Given a set of GNSS position measurements

P^{w} = \{p_{1}^{w}, p_{2}^{w}, \dots, p_{n}^{w}\}

in the ENU frame within the sliding window, and the local VO frame

P^{l} = \{p_{1}^{l}, p_{2}^{l}, \dots, p_{n}^{l}\}

, at this time, it is necessary to find a rotation matrix

R_{l}^{w}

and translation vector

t_{l}^{w}

, to align the local VO trajectory with the ENU frame. By constructing a least squares problem, the sum of squared errors is minimized:

E (R_{l}^{w}, t_{l}^{w}) = \frac{1}{n} \sum_{i = 0}^{n} {∥p_{i}^{w} - (R_{l}^{w} p_{i}^{l} + t_{l}^{w})∥}^{2},

(6)

According to [44], first, use the SVD principle to solve the rotation matrix R, and define the centroid of the two groups of points as:

p^{l} = \frac{1}{n} \sum_{i = 1}^{n} p_{i}^{l}, p^{w} = \frac{1}{n} \sum_{i = 1}^{n} p_{i}^{w},

(7)

Then construct a

3 \times 3

matrix W such that:

W = \sum_{i = 1}^{n} (p_{i}^{w} - p^{w}) {(p_{i}^{l} - p^{l})}^{T},

(8)

And perform SVD decomposition on W to obtain:

W = U Σ V^{T},

(9)

where

Σ

is a diagonal matrix composed of singular values, and its diagonal elements are arranged from large to small; while U and V are diagonal matrices. When W is full rank, the solution formula for

R_{l}^{w}

is:

R_{l}^{w} = U V^{T},

(10)

The final transformation

t_{l}^{g}

can be obtained using the following equation:

t_{l}^{w} = p^{w} - R_{l}^{w} p^{l},

(11)

After system initialization, the transformation of the entire map’s keyframes to the world coordinate system can be achieved through the rotation matrix

R_{l}^{w}

and the translation matrix

t_{l}^{w}

, to further adjust the GNSS and visual positioning results.
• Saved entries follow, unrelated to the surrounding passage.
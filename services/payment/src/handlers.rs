use axum::{
    body::Bytes,
    extract::{Path, Query, State},
    http::{HeaderMap, StatusCode},
    response::Json,
};
use uuid::Uuid;
use validator::Validate;

use afrilingua_auth::{Claims, ClientInfo};
use afrilingua_common::{ApiResponse, AppError, PaymentProvider, UserRole, WithdrawalStatus};
use afrilingua_database::{validate_amount, Payment, TutorWallet, WalletTransaction, WithdrawalRequest};

use crate::models::*;
use crate::payouts::{WalletService, WithdrawalService};
use crate::services::{AppState, PaymentService};
use crate::webhooks::SIGNATURE_HEADER;

type ApiResult<T> = Result<Json<ApiResponse<T>>, AppError>;

fn ok<T>(data: T) -> ApiResult<T> {
    Ok(Json(ApiResponse::success(data)))
}

fn wallets(state: &AppState) -> WalletService {
    WalletService::new(state.db_pool.clone(), &state.config.platform.default_currency)
}

fn withdrawals(state: &AppState) -> WithdrawalService {
    WithdrawalService::new(
        state.db_pool.clone(),
        state.mailer.clone(),
        &state.config.platform.default_currency,
    )
}

// Health check
pub async fn health_check() -> Json<ApiResponse<String>> {
    Json(ApiResponse::success("Payment Service is healthy".to_string()))
}

pub async fn handler_404() -> (StatusCode, Json<ApiResponse<()>>) {
    (
        StatusCode::NOT_FOUND,
        Json(ApiResponse::error("Endpoint not found".to_string())),
    )
}

// Payments
pub async fn create_payment(
    State(state): State<AppState>,
    claims: Claims,
    Json(request): Json<CreatePaymentRequest>,
) -> Result<(StatusCode, Json<ApiResponse<Payment>>), AppError> {
    claims.require_role(&[UserRole::Student])?;
    let payment = PaymentService::new(&state)
        .create_payment(claims.user_id(), request)
        .await?;
    Ok((StatusCode::CREATED, Json(ApiResponse::success(payment))))
}

pub async fn list_payments(State(state): State<AppState>, claims: Claims) -> ApiResult<Vec<Payment>> {
    ok(PaymentService::new(&state).list_payments(&claims).await?)
}

pub async fn get_payment(
    State(state): State<AppState>,
    claims: Claims,
    Path(payment_id): Path<Uuid>,
) -> ApiResult<Payment> {
    ok(PaymentService::new(&state).get_payment(&claims, payment_id).await?)
}

pub async fn confirm_payment(
    State(state): State<AppState>,
    claims: Claims,
    client: ClientInfo,
    Path(payment_id): Path<Uuid>,
    body: Option<Json<ConfirmPaymentRequest>>,
) -> ApiResult<Payment> {
    claims.require_role(&[UserRole::Admin])?;
    let request = body.map(|Json(b)| b).unwrap_or_default();
    request.validate()?;
    ok(PaymentService::new(&state)
        .confirm_payment(payment_id, request, &client)
        .await?)
}

// Webhook endpoint (signed, no bearer token)
pub async fn handle_webhook(
    State(state): State<AppState>,
    Path(provider): Path<PaymentProvider>,
    headers: HeaderMap,
    body: Bytes,
) -> ApiResult<WebhookAck> {
    let signature = headers
        .get(SIGNATURE_HEADER)
        .and_then(|value| value.to_str().ok());
    ok(PaymentService::new(&state)
        .handle_webhook(provider, &body, signature)
        .await?)
}

// Wallets
pub async fn get_my_wallet(State(state): State<AppState>, claims: Claims) -> ApiResult<TutorWallet> {
    claims.require_role(&[UserRole::Tutor])?;
    ok(wallets(&state).wallet_for(claims.user_id()).await?)
}

pub async fn list_wallets(State(state): State<AppState>, claims: Claims) -> ApiResult<Vec<TutorWallet>> {
    claims.require_role(&[UserRole::Admin])?;
    ok(wallets(&state).list_wallets().await?)
}

pub async fn release_wallet(
    State(state): State<AppState>,
    claims: Claims,
    Path(tutor_id): Path<Uuid>,
    Json(request): Json<ReleaseRequest>,
) -> ApiResult<TutorWallet> {
    claims.require_role(&[UserRole::Admin])?;
    validate_amount(request.amount)?;
    ok(wallets(&state)
        .release(claims.user_id(), tutor_id, request.amount)
        .await?)
}

pub async fn list_transactions(
    State(state): State<AppState>,
    claims: Claims,
    Query(query): Query<TransactionQuery>,
) -> ApiResult<Vec<WalletTransaction>> {
    claims.require_role(&[UserRole::Tutor, UserRole::Admin])?;
    ok(wallets(&state).transactions(&claims, query).await?)
}

// Withdrawals
pub async fn create_withdrawal(
    State(state): State<AppState>,
    claims: Claims,
    client: ClientInfo,
    Json(request): Json<CreateWithdrawalRequest>,
) -> Result<(StatusCode, Json<ApiResponse<WithdrawalRequest>>), AppError> {
    claims.require_role(&[UserRole::Tutor])?;
    let withdrawal = withdrawals(&state)
        .request(claims.user_id(), request, &client)
        .await?;
    Ok((StatusCode::CREATED, Json(ApiResponse::success(withdrawal))))
}

pub async fn list_withdrawals(
    State(state): State<AppState>,
    claims: Claims,
) -> ApiResult<Vec<WithdrawalRequest>> {
    ok(withdrawals(&state).list(&claims).await?)
}

async fn decide_withdrawal(
    state: AppState,
    claims: Claims,
    client: ClientInfo,
    withdrawal_id: Uuid,
    next: WithdrawalStatus,
    body: Option<Json<WithdrawalDecisionRequest>>,
) -> ApiResult<WithdrawalRequest> {
    claims.require_role(&[UserRole::Admin])?;
    let request = body.map(|Json(b)| b).unwrap_or_default();
    request.validate()?;
    ok(withdrawals(&state)
        .transition(claims.user_id(), withdrawal_id, next, request, &client)
        .await?)
}

pub async fn approve_withdrawal(
    State(state): State<AppState>,
    claims: Claims,
    client: ClientInfo,
    Path(withdrawal_id): Path<Uuid>,
    body: Option<Json<WithdrawalDecisionRequest>>,
) -> ApiResult<WithdrawalRequest> {
    decide_withdrawal(state, claims, client, withdrawal_id, WithdrawalStatus::Approved, body).await
}

pub async fn process_withdrawal(
    State(state): State<AppState>,
    claims: Claims,
    client: ClientInfo,
    Path(withdrawal_id): Path<Uuid>,
    body: Option<Json<WithdrawalDecisionRequest>>,
) -> ApiResult<WithdrawalRequest> {
    decide_withdrawal(state, claims, client, withdrawal_id, WithdrawalStatus::Processing, body).await
}

pub async fn complete_withdrawal(
    State(state): State<AppState>,
    claims: Claims,
    client: ClientInfo,
    Path(withdrawal_id): Path<Uuid>,
    body: Option<Json<WithdrawalDecisionRequest>>,
) -> ApiResult<WithdrawalRequest> {
    decide_withdrawal(state, claims, client, withdrawal_id, WithdrawalStatus::Completed, body).await
}

pub async fn reject_withdrawal(
    State(state): State<AppState>,
    claims: Claims,
    client: ClientInfo,
    Path(withdrawal_id): Path<Uuid>,
    body: Option<Json<WithdrawalDecisionRequest>>,
) -> ApiResult<WithdrawalRequest> {
    decide_withdrawal(state, claims, client, withdrawal_id, WithdrawalStatus::Rejected, body).await
}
4. Gaussian Mixture Models and Online Parameters Estimation

4.1. Multivariate Gaussian Distribution and Factor Graph

Factor Graph is a graph structure used to represent probabilistic models and is an extension of probabilistic graphical models. In a factor graph, an optimization problem is described, aiming to find the optimal set of states X that best explains the observed measurements Z. It can usually be regarded as a probability distribution function for a set of conditional variables, which can be expressed as:

P (X | Z),

(12)

In order to estimate the conditional distribution of state variables, the probability distribution function can be expressed using Bayes’ theorem as [23]:

P (X | Z) = \frac{P (Z | X) P (X)}{P (Z)} \propto P (Z | X) P (X),

(13)

In the formula, the left side

P (X | Z)

is called the posterior probability, which represents the probability of the state set X given the measurement value Z; the right side

P (Z | X)

is called the likelihood, and

P (X)

is called the prior probability, representing the probability of the state set X without considering any measurements. According to Bayes’ theorem, solving for the maximum posterior probability is equivalent to maximizing the product of likelihood and prior. However, in general, prior information is unknown, so there is no prior. In order to obtain an optimal estimate that maximizes the posterior probability, that is:

X^{*} = arg max_{X} P (X | Z) \propto arg max_{X} P (Z | X),

(14)

By taking the negative logarithm, the general optimization problem can be rewritten as:

X^{*} = arg min_{X} \sum_{n} - ln (P (z_{n} | x_{n})),

(15)

The subscript n represents the index of all factors in the factor graph model. For a model with k high-dimensional Gaussian components, the normal distribution is represented as

N (μ_{k}, Σ_{k})

, where

μ_{k}

and

Σ_{k}

correspond to the mean and covariance matrix of the k-th Gaussian variable, respectively. The expanded form of its probability density function is:

\begin{matrix} P (z_{n} | x_{n}) = c_{k} \cdot exp (- \frac{1}{2} {∥Γ_{k}^{\frac{1}{2}} (e_{n} - μ_{k})∥}^{2}) \\ w i t h c_{k} = det (Γ_{k}^{\frac{1}{2}}) a n d Γ_{k}^{\frac{1}{2}} = Σ_{k}^{- \frac{1}{2}} \end{matrix}

(16)

where

e_{n}

is the residual of the measurement value

z_{n}

, and

L_{k}

is the information matrix corresponding to the measurement. By substituting Equation (16) into Equation (15), we obtain the general formula for the least squares problem of multivariate Gaussian distribution:

X^{*} = arg min_{X} \sum_{n} \frac{1}{2} {∥Γ_{k}^{\frac{1}{2}} (e_{n} - μ_{k})∥}^{2},

(17)

As mentioned earlier, in orchard environments, GNSS measurements are affected by factors such as multi-path effects, making the GNSS noise multi-modal. This means that the GNSS noise does not follow the assumption of a Gaussian distribution. Therefore, it is crucial to use a more advanced distribution to describe the GNSS noise.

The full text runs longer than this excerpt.